Federated learning allows clients to collaboratively train a global model without uploading raw data for privacy preservation. This feature, i.e., the inability to review participants' datasets, has recently been found responsible for federated learning's vulnerability in the face of backdoor attacks. Existing defense methods fall short from two perspectives: 1) they consider only very specific and limited attacker models and unable to cope with advanced backdoor attacks, such as distributed backdoor attacks, which break down the global trigger into multiple distributed triggers. 2) they conduct detection based on model granularity thus the performance gets impacted by the model dimension. To address these challenges, we propose Federated Layer Detection (FLD), a novel model filtering approach for effectively defending against backdoor attacks. FLD examines the models based on layer granularity to capture the complete model details and effectively detect potential backdoor models regardless of model dimension. We provide theoretical analysis and proof for the convergence of FLD. Extensive experiments demonstrate that FLD effectively mitigates state-of-the-art backdoor attacks with negligible impact on the accuracy of the primary task.

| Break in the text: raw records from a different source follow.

//! # tv-ir: value encoding for translation validation
//!
//! **`tv-ir`** turns the values of a small SSA intermediate representation into logical formulas,
//! so that a solver can decide whether a transformed program (the *target*) refines the original
//! one (the *source*).
//!
//! ## Values as formula pairs
//!
//! Every value translates to a [`StateValue`][crate::state::StateValue]: a bit-vector encoding of
//! the value together with a boolean formula that holds iff the value is **not poison**.
//! Besides plain values, the IR has two kinds of deferred undefined behavior:
//!
//! - **`undef`** stands for an arbitrary value, chosen anew at each use. It is encoded with fresh
//!   variables that the refinement query quantifies over.
//! - **`poison`** is a value whose use is undefined. It is encoded by the non-poison formula
//!   being false.
//!
//! Function inputs may be any of the three. A hidden 2-bit selector per input picks which one,
//! and parameter attributes (`noundef`, `nonnull`, `dereferenceable`, `byval`) rule out cases by
//! constraining that selector.
//!
//! ## Key Features
//!
//! - **Manager-Centric Formulas**: All terms are built through the [`Smt`][crate::smt::Smt]
//!   manager, which hash-conses nodes and simplifies on construction. Terms are referred to by
//!   cheap [`Expr`][crate::smt::Expr] handles.
//! - **Shared Globals**: The source program picks the block ids of global variables; the target
//!   program reuses them, so both agree on every global's address.
//! - **Type Inference**: Integer widths may be left symbolic, constrained, solved for, and fixed
//!   up afterwards.
//! - **Self-Contained Checking**: A small-scope model finder decides the formulas produced for
//!   narrow types, and every formula can be printed as an SMT-LIB 2 script for an external solver.
//!
//! ## Basic Usage
//!
//! ```rust
//! use tv_ir::attrs::ParamAttrs;
//! use tv_ir::config::Config;
//! use tv_ir::smt::Smt;
//! use tv_ir::state::{Phase, State};
//! use tv_ir::value::Program;
//!
//! // 1. Describe the program's values
//! let mut program = Program::new();
//! let i8 = program.types_mut().mk_int(8);
//! let x = program.add_input(i8, "%x", ParamAttrs::new().noundef());
//!
//! // 2. Translate them through a state
//! let smt = Smt::new();
//! let config = Config::default();
//! let mut s = State::new(&smt, &program, &config, Phase::Source);
//! let sv = program.value(x).to_smt(&mut s);
//!
//! // 3. A `noundef` input is exactly its variable, and is never poison
//! assert_eq!(smt.var_name(sv.value).as_deref(), Some("%x"));
//! assert!(smt.is_true(sv.non_poison));
//! assert!(!s.axiom_list().is_empty());
//! ```
//!
//! ## Core Components
//!
//! - **[`value`]**: The values of a program and their translation. Start here.
//! - **[`state`]**: Everything a translation reads and produces: memory, globals, axioms, `undef`
//!   variables.
//! - **[`types`]**: Types and their encodings.
//! - **[`memory`]**: Blocks and pointers.
//! - **[`smt`]**: The formula manager, evaluation, checking, and printing.

pub mod attrs;
pub mod config;
pub mod error;
pub mod memory;
pub mod smt;
pub mod state;
pub mod types;
pub mod value;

翻译：联邦学习允许客户端在不上传原始数据的情况下协作训练全局模型以保护隐私。这一特性（即无法审查参与者数据集）最近被发现是联邦学习易受后门攻击的根本原因。现有防御方法存在两方面不足：1）它们仅考虑非常特定且有限的攻击者模型，无法应对分布式后门攻击等高级后门攻击（这类攻击将全局触发器拆解为多个分布式触发器）；2）它们基于模型粒度进行检测，导致性能受模型维度影响。为应对这些挑战，我们提出联邦层检测（FLD）——一种新颖的模型过滤方法，可有效防御后门攻击。FLD基于层粒度检测模型，能够捕获完整的模型细节，并有效检测潜在的后门模型（无论模型维度如何）。我们提供了FLD收敛性的理论分析与证明。大量实验表明，FLD能有效缓解最先进的后门攻击，同时对主任务准确率的影响可忽略不计。